Investigating the Evolution of Southern California Salt Marshes: A Facies Model to Understand the Influence of Seismic Events on Environmental Resiliency and Sustainability

Angela Nichole Aranda, Joseph A Carlin, Brady P Rhodes and Matthew Kirby, California State University Fullerton, Geological Sciences, Fullerton, CA, United States
Abstract:
Only 10-20% of the US Pacific coast is estimated to be suitable for marsh development. In southern California specifically, marshes are disappearing ecosystems due to high population and urbanization. The future environmental impacts from climate change on these ecosystems are complicated not only by anthropogenic influences, but also by seismic activity in the region. In general, marsh evolution and response to seismic activity has yet to be fully explored in southern California. This study aims to develop a sediment facies model for salt marsh evolution in southern California by utilizing the salt marshes of the Seal Beach Wetlands (SBW). The SBW is an ideal location to develop the facies model because it straddles the active Newport-Inglewood Fault Zone. We collected sediment cores from the SBW that underwent a variety of sedimentological and geochemical analyses including grain size, X-Ray Fluorescence core scanning, magnetic susceptibility, and loss-on-ignition.. The results show a facies model consisting of sequences of marsh accretion punctuated by seismic events.

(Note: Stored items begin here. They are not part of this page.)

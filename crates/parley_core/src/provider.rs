//! Language-model backend identifiers.

use serde::{Deserialize, Serialize};

/// The backends Parley knows how to talk to.
///
/// String forms are lowercase and parsing ignores ASCII case.
///
/// # Examples
///
/// ```
/// use parley_core::ProviderKind;
/// use std::str::FromStr;
///
/// assert_eq!(ProviderKind::OpenRouter.to_string(), "openrouter");
/// assert_eq!(ProviderKind::from_str("Gemini").unwrap(), ProviderKind::Gemini);
/// assert!(ProviderKind::from_str("llamafile").is_err());
/// ```
#[derive(
    Debug,
    Clone,
    Copy,
    PartialEq,
    Eq,
    PartialOrd,
    Ord,
    Hash,
    Serialize,
    Deserialize,
    strum::Display,
    strum::EnumString,
    strum::EnumIter,
    strum::AsRefStr,
    strum::IntoStaticStr,
)]
#[serde(rename_all = "lowercase")]
#[strum(serialize_all = "lowercase", ascii_case_insensitive)]
pub enum ProviderKind {
    /// Locally hosted Ollama server
    Ollama,
    /// Google Gemini
    Gemini,
    /// OpenAI chat completions
    OpenAi,
    /// OpenRouter (OpenAI-compatible gateway)
    OpenRouter,
}

impl ProviderKind {
    /// Hosted backends are only usable with a credential.
    pub fn requires_credential(&self) -> bool {
        !matches!(self, ProviderKind::Ollama)
    }
}
//! NPC store errors.

/// Reasons the NPC store refuses an operation.
#[derive(Debug, Clone, PartialEq, Eq, Hash, derive_more::Display)]
pub enum StoreErrorKind {
    /// Global population cap reached
    #[display("Global NPC cap of {} reached", _0)]
    GlobalCapReached(usize),

    /// Player already owns the maximum number of NPCs
    #[display("Player {} already owns {} NPC(s)", player, cap)]
    PlayerCapReached {
        /// Owning player id
        player: String,
        /// Configured per-player cap
        cap: usize,
    },

    /// The store was shut down by `despawn_all`
    #[display("NPC store is shut down")]
    Closed,
}

/// Store error with location tracking.
#[derive(Debug, Clone, derive_more::Display, derive_more::Error)]
#[display("Store Error: {} at line {} in {}", kind, line, file)]
pub struct StoreError {
    /// The error kind
    pub kind: StoreErrorKind,
    /// Line number where error occurred
    pub line: u32,
    /// File where error occurred
    pub file: &'static str,
}

impl StoreError {
    /// Create a new StoreError with automatic location tracking.
    #[track_caller]
    pub fn new(kind: StoreErrorKind) -> Self {
        let location = std::panic::Location::caller();
        Self {
            kind,
            line: location.line(),
            file: location.file(),
        }
    }

    /// True for either population cap.
    pub fn is_capacity(&self) -> bool {
        matches!(
            self.kind,
            StoreErrorKind::GlobalCapReached(_) | StoreErrorKind::PlayerCapReached { .. }
        )
    }
}

/// Result type for store operations.
pub type StoreResult<T> = Result<T, StoreError>;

These seismic events caused the marsh to subside, effectively re-setting marsh development from peat generation at a vegetated marsh state, to subtidal to intertidal mud deposition. The model also allowed us to qualify and quantify marsh recovery as inferred from event intensity, where what we perceived as more intense events resulted in more significant ecosystem disturbances and longer recovery times. Understanding this interplay between seismic activity and marsh development highlights the fragile nature of these ecosystems to climate change and sea level rise, as these stresses will only become amplified by seismic events.